Une femme s’interroge sur cette ponctuation du sentiment.
Elle raconte qu’un jour un homme lui a écrit:
-« Tu me manques, un peu.. »
Énoncé qui, à ses oreilles, disait tant. Elle se souvient avoir été troublée par ce qu’elle considéra alors comme une pudeur, une retenue nécessaire, une sublimation peut-être. Elle dit avoir d’emblée aimé ces deux petits mots, plus encore que le début de la phrase, aimé qu’ils ne disent pas tout.
Respiration.
Elle ajoute que, quelques années plus tard, un homme lui écrira:
-« C’est que je t’apprécie un peu.. »
C’est alors, dit-elle, qu’elle percevra nouvellement l’importance des deux points de suspension dans cette formulation du sentiment.

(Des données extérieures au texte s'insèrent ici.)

//! Weighted choice between alternative generators.

use crate::data::{Seed, Source};
use crate::error::{Result, SlowcheckError};
use crate::gen::Gen;
use crate::tree::Tree;
use std::rc::Rc;

/// An ordered list of weighted generator alternatives.
///
/// Selection probability of alternative *i* is `weight_i / Σweights`.
/// Weights are strictly positive and at least one alternative must be
/// registered before the frequency can be turned into a generator.
pub struct Frequency<T> {
    alternatives: Vec<(u64, Rc<Gen<T>>)>,
}

impl<T> Default for Frequency<T> {
    fn default() -> Self {
        Self::new()
    }
}

impl<T> Frequency<T> {
    /// Create an empty frequency builder.
    pub fn new() -> Self {
        Frequency {
            alternatives: Vec::new(),
        }
    }

    /// Append an alternative with the given weight.
    ///
    /// Fails with [`SlowcheckError::InvalidWeight`] when the weight is
    /// not positive.
    pub fn with_alternative(self, weight: u64, gen: Gen<T>) -> Result<Self> {
        if weight == 0 {
            return Err(SlowcheckError::InvalidWeight { weight });
        }
        Ok(self.with_alternative_unchecked(weight, gen))
    }

    pub(crate) fn with_alternative_unchecked(mut self, weight: u64, gen: Gen<T>) -> Self {
        self.alternatives.push((weight, Rc::new(gen)));
        self
    }

    /// Number of registered alternatives.
    pub fn len(&self) -> usize {
        self.alternatives.len()
    }

    /// Whether no alternative has been registered yet.
    pub fn is_empty(&self) -> bool {
        self.alternatives.is_empty()
    }

    /// Sum of all registered weights.
    pub fn total_weight(&self) -> u64 {
        self.alternatives.iter().map(|(weight, _)| *weight).sum()
    }
}

impl<T> Gen<T>
where
    T: Clone + 'static,
{
    /// Turn a frequency into a generator.
    ///
    /// At generation time a value in `[1, Σweights]` selects the
    /// alternative whose cumulative weight interval contains it;
    /// alternatives are tried in registration order, so ties break
    /// deterministically. The chosen alternative generates from a forked
    /// sub-source. Shrink candidates are the chosen alternative's own
    /// candidates, followed by one fallback value per earlier-registered
    /// alternative: a structurally simpler alternative that still fails
    /// is often the better counterexample.
    pub fn from_frequency(frequency: Frequency<T>) -> Result<Gen<T>> {
        if frequency.is_empty() {
            return Err(SlowcheckError::EmptyFrequency);
        }
        Ok(Self::from_frequency_unchecked(frequency))
    }

    pub(crate) fn from_frequency_unchecked(frequency: Frequency<T>) -> Gen<T> {
        let alternatives = Rc::new(frequency.alternatives);
        Gen::new(move |config, source| {
            let total: u64 = alternatives.iter().map(|(weight, _)| *weight).sum();
            let draw = source.next_bounded(total) + 1;

            let mut cumulative = 0u64;
            let mut index = alternatives.len() - 1;
            for (i, (weight, _)) in alternatives.iter().enumerate() {
                cumulative += *weight;
                if draw <= cumulative {
                    index = i;
                    break;
                }
            }

            // One sub-source per alternative, forked in registration order,
            // so the stream layout never depends on which one was selected.
            let seeds: Vec<Seed> = alternatives.iter().map(|_| source.fork().seed()).collect();

            let mut chosen_source = Source::new(seeds[index]);
            let chosen = alternatives[index].1.generate(config, &mut chosen_source)?;

            let alternatives = Rc::clone(&alternatives);
            let config = config.clone();
            let own = chosen.clone();
            Ok(Tree::new(chosen.value.clone(), move || {
                let mut out = own.children();
                for (j, seed) in seeds.iter().enumerate().take(index) {
                    let mut fallback_source = Source::new(*seed);
                    if let Ok(fallback) =
                        alternatives[j].1.generate(&config, &mut fallback_source)
                    {
                        out.push(fallback);
                    }
                }
                out
            }))
        })
    }
}
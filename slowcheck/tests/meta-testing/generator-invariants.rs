//! Generator invariant properties
//!
//! These properties ensure that generators honor their contracts:
//! determinism under a fixed seed, range bounds, and eager rejection of
//! malformed configuration.

use slowcheck::*;

/// Property: a check run twice with the same seed yields identical results.
pub fn test_check_is_deterministic_for_a_seed() {
    for raw_seed in [0u64, 1, 42, 0xdead_beef] {
        let run = || {
            let gen = Gen::int_range(-1000, 1000).unwrap();
            let prop = for_all(gen, |&x| x < 900);
            prop.run(&Config::default().with_seed(Seed::from_u64(raw_seed)))
                .unwrap()
        };
        assert_eq!(run(), run(), "seed {raw_seed} was not deterministic");
    }
}

/// Property: the raw generated value sequence replays exactly from a seed.
pub fn test_generated_sequences_replay_exactly() {
    let gen = Gen::int_range(0, 1_000_000).unwrap();
    let config = Config::default();

    let draw_sequence = |raw_seed: u64| -> Vec<i64> {
        let mut source = Source::from_u64(raw_seed);
        (0..200)
            .map(|_| gen.generate(&config, &mut source).unwrap().value)
            .collect()
    };

    assert_eq!(draw_sequence(99), draw_sequence(99));
    assert_ne!(draw_sequence(99), draw_sequence(100));
}

/// Property: `int_range(min, max)` only produces values in `[min, max]`,
/// including the degenerate `min == max` case.
pub fn test_int_range_bounds() {
    let config = Config::default();
    for (min, max) in [(-50i64, 50i64), (0, 0), (10, 11), (i64::MIN, 0), (-3, 7)] {
        let gen = Gen::int_range(min, max).unwrap();
        let mut source = Source::from_u64(17);
        for _ in 0..500 {
            let v = gen.generate(&config, &mut source).unwrap().value;
            assert!(
                (min..=max).contains(&v),
                "value {v} escaped range [{min}, {max}]"
            );
        }
    }
}

/// Property: inverted bounds fail at construction, before any trial runs.
pub fn test_invalid_range_rejected_before_trials() {
    match Gen::int_range(5, 1) {
        Err(SlowcheckError::InvalidRange { min: 5, max: 1 }) => (),
        other => panic!("Expected InvalidRange, got: {other:?}"),
    }
}

/// Property: constant and no_shrink generators carry no shrink candidates.
pub fn test_constant_and_no_shrink_carry_no_candidates() {
    let config = Config::default();

    let constant = Gen::constant(17i64);
    let mut source = Source::from_u64(1);
    let tree = constant.generate(&config, &mut source).unwrap();
    assert_eq!(tree.value, 17);
    assert!(tree.children().is_empty());

    let stripped = Gen::int_range(0, 100).unwrap().no_shrink();
    let mut source = Source::from_u64(1);
    let tree = stripped.generate(&config, &mut source).unwrap();
    assert!(tree.children().is_empty());
}
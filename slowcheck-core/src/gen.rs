//! Generator combinators.

use crate::data::{Config, Seed, Source};
use crate::error::{Result, SlowcheckError};
use crate::tree::Tree;
use std::rc::Rc;

/// A generator for test data of type `T`.
///
/// Generators are explicit, first-class values composed with combinator
/// functions. A generator is an immutable description of how to produce a
/// value (plus its shrink candidates) from a random source; it is built
/// once at property-definition time and reused across trials.
pub struct Gen<T> {
    run: Box<dyn Fn(&Config, &mut Source) -> Result<Tree<T>>>,
}

impl<T> std::fmt::Debug for Gen<T> {
    fn fmt(&self, f: &mut std::fmt::Formatter<'_>) -> std::fmt::Result {
        f.debug_struct("Gen").finish_non_exhaustive()
    }
}

impl<T> Gen<T> {
    /// Create a new generator from a function.
    pub fn new<F>(f: F) -> Self
    where
        F: Fn(&Config, &mut Source) -> Result<Tree<T>> + 'static,
    {
        Gen { run: Box::new(f) }
    }

    /// Produce a value and its shrink candidates from the given source.
    pub fn generate(&self, config: &Config, source: &mut Source) -> Result<Tree<T>> {
        (self.run)(config, source)
    }

    /// A generator that always produces the same value, with no shrinks.
    pub fn constant(value: T) -> Self
    where
        T: Clone + 'static,
    {
        Gen::new(move |_config, _source| Ok(Tree::singleton(value.clone())))
    }
}

impl<T> Gen<T>
where
    T: Clone + 'static,
{
    /// Map a function over the generated values.
    ///
    /// Shrink candidates are inherited from the source generator, with `f`
    /// reapplied lazily to each. `f` must be a total, deterministic
    /// function of its input; a panic inside it surfaces as a discarded
    /// trial at the property runner.
    pub fn map<U, F>(self, f: F) -> Gen<U>
    where
        U: Clone + 'static,
        F: Fn(&T) -> U + 'static,
    {
        let f: Rc<dyn Fn(&T) -> U> = Rc::new(f);
        Gen::new(move |config, source| {
            let tree = self.generate(config, source)?;
            Ok(tree.map_rc(Rc::clone(&f)))
        })
    }

    /// Dependent generation: draw a `T`, then draw a `U` from the
    /// generator `f` chooses.
    ///
    /// Both draws use independent forks of the source. When shrinking, the
    /// dependent draw is simplified before the driving draw; driving
    /// candidates regenerate their dependent value from the recorded fork
    /// seed, so the search stays deterministic.
    pub fn bind<U, F>(self, f: F) -> Gen<U>
    where
        U: Clone + 'static,
        F: Fn(&T) -> Gen<U> + 'static,
    {
        let f: Rc<dyn Fn(&T) -> Gen<U>> = Rc::new(f);
        Gen::new(move |config, source| {
            let mut driving_source = source.fork();
            let dependent_seed = source.fork().seed();
            let driving = self.generate(config, &mut driving_source)?;
            bind_tree(&driving, Rc::clone(&f), dependent_seed, config.clone())
        })
    }

    /// Resample until the predicate holds, within the configured budget.
    ///
    /// Fails with [`SlowcheckError::FilterExhausted`] once the budget runs
    /// out; the property runner treats that as an inconclusive trial, not
    /// a counterexample. Shrink candidates are pruned by the same
    /// predicate.
    pub fn filter<F>(self, predicate: F) -> Gen<T>
    where
        F: Fn(&T) -> bool + 'static,
    {
        let predicate: Rc<dyn Fn(&T) -> bool> = Rc::new(predicate);
        Gen::new(move |config, source| {
            let budget = config.filter_retry_budget.max(1);
            for _ in 0..budget {
                let tree = self.generate(config, source)?;
                if let Some(kept) = tree.filter_rc(Rc::clone(&predicate)) {
                    return Ok(kept);
                }
            }
            Err(SlowcheckError::FilterExhausted { retries: budget })
        })
    }

    /// Identical generation behavior, but no shrink candidates.
    ///
    /// Used when a value cannot be meaningfully simplified, or to cap an
    /// expensive shrink search.
    pub fn no_shrink(self) -> Gen<T> {
        Gen::new(move |config, source| {
            let tree = self.generate(config, source)?;
            Ok(Tree::singleton(tree.value))
        })
    }
}

fn bind_tree<T, U>(
    driving: &Tree<T>,
    f: Rc<dyn Fn(&T) -> Gen<U>>,
    dependent_seed: Seed,
    config: Config,
) -> Result<Tree<U>>
where
    T: Clone + 'static,
    U: Clone + 'static,
{
    let mut dependent_source = Source::new(dependent_seed);
    let dependent = f(&driving.value).generate(&config, &mut dependent_source)?;
    let value = dependent.value.clone();
    let driving = driving.clone();
    Ok(Tree::new(value, move || {
        // Dependent candidates first: later draws are cheaper to hold fixed.
        let mut out = dependent.children();
        for candidate in driving.children() {
            if let Ok(rebound) = bind_tree(&candidate, Rc::clone(&f), dependent_seed, config.clone())
            {
                out.push(rebound);
            }
        }
        out
    }))
}

/// Primitive generators.
impl Gen<bool> {
    /// Generate a random boolean; `true` shrinks to `false`.
    pub fn bool() -> Self {
        Gen::new(|_config, source| {
            Ok(if source.next_bool() {
                Tree::with_children(true, vec![Tree::singleton(false)])
            } else {
                Tree::singleton(false)
            })
        })
    }
}

impl Gen<i64> {
    /// Generate an integer uniformly distributed over `[min, max]`.
    ///
    /// Fails immediately with [`SlowcheckError::InvalidRange`] when
    /// `min > max`, before any trial runs. Values shrink by binary
    /// halving toward the in-range bound nearest zero, so the search
    /// terminates in O(log range) steps.
    pub fn int_range(min: i64, max: i64) -> Result<Self> {
        if min > max {
            return Err(SlowcheckError::InvalidRange { min, max });
        }
        Ok(Self::int_range_unchecked(min, max))
    }

    pub(crate) fn int_range_unchecked(min: i64, max: i64) -> Self {
        let target = shrink_target(min, max);
        Gen::new(move |_config, source| {
            let value = source.next_int(min, max)?;
            Ok(Tree::unfold(value, move |&v| towards(target, v)))
        })
    }

    /// Generate a positive integer.
    pub fn positive() -> Self {
        Self::int_range_unchecked(1, i64::MAX)
    }

    /// Generate a natural number (including zero).
    pub fn natural() -> Self {
        Self::int_range_unchecked(0, i64::MAX)
    }
}

/// The simplest value in `[min, max]`: zero, clamped into range.
fn shrink_target(min: i64, max: i64) -> i64 {
    if min > 0 {
        min
    } else if max < 0 {
        max
    } else {
        0
    }
}

/// Shrink candidates for `value`, most aggressive first: the target
/// itself, then the value moved halfway toward it, quarter-way, and so
/// on. Every candidate lies strictly between target and value, so each
/// is in range and strictly closer to the target than its parent.
fn towards(target: i64, value: i64) -> Vec<i64> {
    if value == target {
        return Vec::new();
    }
    let mut candidates = vec![target];
    let diff = value as i128 - target as i128;
    let mut half = diff / 2;
    while half != 0 {
        let candidate = (value as i128 - half) as i64;
        if candidate != target {
            candidates.push(candidate);
        }
        half /= 2;
    }
    candidates
}

/// Collection generators.
impl<T> Gen<Vec<T>>
where
    T: Clone + 'static,
{
    /// Generate a vector of up to 16 elements.
    pub fn vec_of(element: Gen<T>) -> Gen<Vec<T>> {
        Self::vec_of_len_unchecked(element, 0, 16)
    }

    /// Generate a vector whose length is uniform over `[min_len, max_len]`.
    pub fn vec_of_len(element: Gen<T>, min_len: usize, max_len: usize) -> Result<Gen<Vec<T>>> {
        if min_len > max_len {
            return Err(SlowcheckError::InvalidRange {
                min: min_len as i64,
                max: max_len as i64,
            });
        }
        Ok(Self::vec_of_len_unchecked(element, min_len, max_len))
    }

    fn vec_of_len_unchecked(element: Gen<T>, min_len: usize, max_len: usize) -> Gen<Vec<T>> {
        Gen::new(move |config, source| {
            let len = source.next_int(min_len as i64, max_len as i64)? as usize;
            let mut elements = Vec::with_capacity(len);
            for _ in 0..len {
                let mut sub = source.fork();
                elements.push(element.generate(config, &mut sub)?);
            }
            Ok(vec_tree(elements, min_len))
        })
    }
}

/// Candidate order: drop one element (shorter is simpler), then shrink
/// elements in place, front to back.
fn vec_tree<T: Clone + 'static>(elements: Vec<Tree<T>>, min_len: usize) -> Tree<Vec<T>> {
    let value: Vec<T> = elements.iter().map(|tree| tree.value.clone()).collect();
    Tree::new(value, move || {
        let mut out = Vec::new();
        if elements.len() > min_len {
            for i in 0..elements.len() {
                let mut dropped = elements.clone();
                dropped.remove(i);
                out.push(vec_tree(dropped, min_len));
            }
        }
        for (i, element) in elements.iter().enumerate() {
            for candidate in element.children() {
                let mut replaced = elements.clone();
                replaced[i] = candidate;
                out.push(vec_tree(replaced, min_len));
            }
        }
        out
    })
}
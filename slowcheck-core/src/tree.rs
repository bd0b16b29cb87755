//! Rose tree pairing a generated value with its shrink candidates.

use std::fmt;
use std::rc::Rc;

pub mod render;

type ChildrenFn<T> = Rc<dyn Fn() -> Vec<Tree<T>>>;

/// A generated value together with its shrink possibilities.
///
/// Children are the shrink candidates for the value, ordered from most
/// aggressive simplification to least. They are produced by a thunk and
/// only forced on demand: shrink spaces of composed generators are far
/// too large to materialize eagerly, and a shrink search only ever walks
/// one path through them.
pub struct Tree<T> {
    pub value: T,
    children: ChildrenFn<T>,
}

impl<T: Clone> Clone for Tree<T> {
    fn clone(&self) -> Self {
        Tree {
            value: self.value.clone(),
            children: Rc::clone(&self.children),
        }
    }
}

impl<T: fmt::Debug> fmt::Debug for Tree<T> {
    fn fmt(&self, f: &mut fmt::Formatter<'_>) -> fmt::Result {
        f.debug_struct("Tree")
            .field("value", &self.value)
            .finish_non_exhaustive()
    }
}

impl<T> Tree<T> {
    /// Create a tree whose candidates are produced by the given thunk.
    pub fn new<F>(value: T, children: F) -> Self
    where
        F: Fn() -> Vec<Tree<T>> + 'static,
    {
        Tree {
            value,
            children: Rc::new(children),
        }
    }

    /// Force and return the shrink candidates for this value.
    pub fn children(&self) -> Vec<Tree<T>> {
        (self.children)()
    }

    /// Force one level of candidates and return just their values.
    pub fn shrinks(&self) -> Vec<T> {
        self.children().into_iter().map(|tree| tree.value).collect()
    }
}

impl<T: 'static> Tree<T> {
    /// Create a tree with the given value and no shrink candidates.
    pub fn singleton(value: T) -> Self {
        Tree {
            value,
            children: Rc::new(Vec::new) as ChildrenFn<T>,
        }
    }

    /// Map a function over the tree, reapplying it lazily to candidates.
    pub fn map<U, F>(&self, f: F) -> Tree<U>
    where
        U: 'static,
        F: Fn(&T) -> U + 'static,
    {
        self.map_rc(Rc::new(f))
    }

    pub(crate) fn map_rc<U: 'static>(&self, f: Rc<dyn Fn(&T) -> U>) -> Tree<U> {
        let value = f(&self.value);
        let children = Rc::clone(&self.children);
        Tree {
            value,
            children: Rc::new(move || {
                children()
                    .iter()
                    .map(|child| child.map_rc(Rc::clone(&f)))
                    .collect()
            }),
        }
    }
}

impl<T: Clone + 'static> Tree<T> {
    /// Create a tree with the given value and pre-built candidates.
    pub fn with_children(value: T, children: Vec<Tree<T>>) -> Self {
        Tree {
            value,
            children: Rc::new(move || children.clone()),
        }
    }

    /// Build a tree by repeatedly applying a shrink rule to the value.
    ///
    /// Each candidate produced by `shrink` is unfolded with the same rule,
    /// so a rule whose candidates strictly decrease in some measure yields
    /// a finite search space.
    pub fn unfold<F>(value: T, shrink: F) -> Self
    where
        F: Fn(&T) -> Vec<T> + 'static,
    {
        Tree::unfold_rc(value, Rc::new(shrink))
    }

    fn unfold_rc(value: T, shrink: Rc<dyn Fn(&T) -> Vec<T>>) -> Self {
        let here = value.clone();
        let rule = Rc::clone(&shrink);
        Tree {
            value,
            children: Rc::new(move || {
                rule(&here)
                    .into_iter()
                    .map(|candidate| Tree::unfold_rc(candidate, Rc::clone(&rule)))
                    .collect()
            }),
        }
    }

    /// Keep only values satisfying the predicate, pruning failing subtrees.
    ///
    /// Returns `None` when the root itself does not satisfy it.
    pub fn filter<F>(&self, predicate: F) -> Option<Tree<T>>
    where
        F: Fn(&T) -> bool + 'static,
    {
        self.filter_rc(Rc::new(predicate))
    }

    pub(crate) fn filter_rc(&self, predicate: Rc<dyn Fn(&T) -> bool>) -> Option<Tree<T>> {
        if !predicate(&self.value) {
            return None;
        }
        let children = Rc::clone(&self.children);
        Some(Tree {
            value: self.value.clone(),
            children: Rc::new(move || {
                children()
                    .iter()
                    .filter_map(|child| child.filter_rc(Rc::clone(&predicate)))
                    .collect()
            }),
        })
    }
}

impl<T: 'static> From<T> for Tree<T> {
    fn from(value: T) -> Self {
        Tree::singleton(value)
    }
}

Elle imaginera qu’ils contiennent le sentiment, plus que les explicites sujet verbe et complément, plus que le pudique « un peu », qu’ils révèlent à l’infini.
Cette femme me donna à penser à ces trésors qui se logent dans ce que nous ne disons pas, ce qui ne peut pas se dire, ou pas tout à fait se dire et même jamais tout à fait se dire.
Comme autant de points de butée du langage sur le réel qu’il peine à recouvrir.
Des points de suspension comme une tentative de jeter un pont en pointillés entre deux rives, quoiqu’il en soit.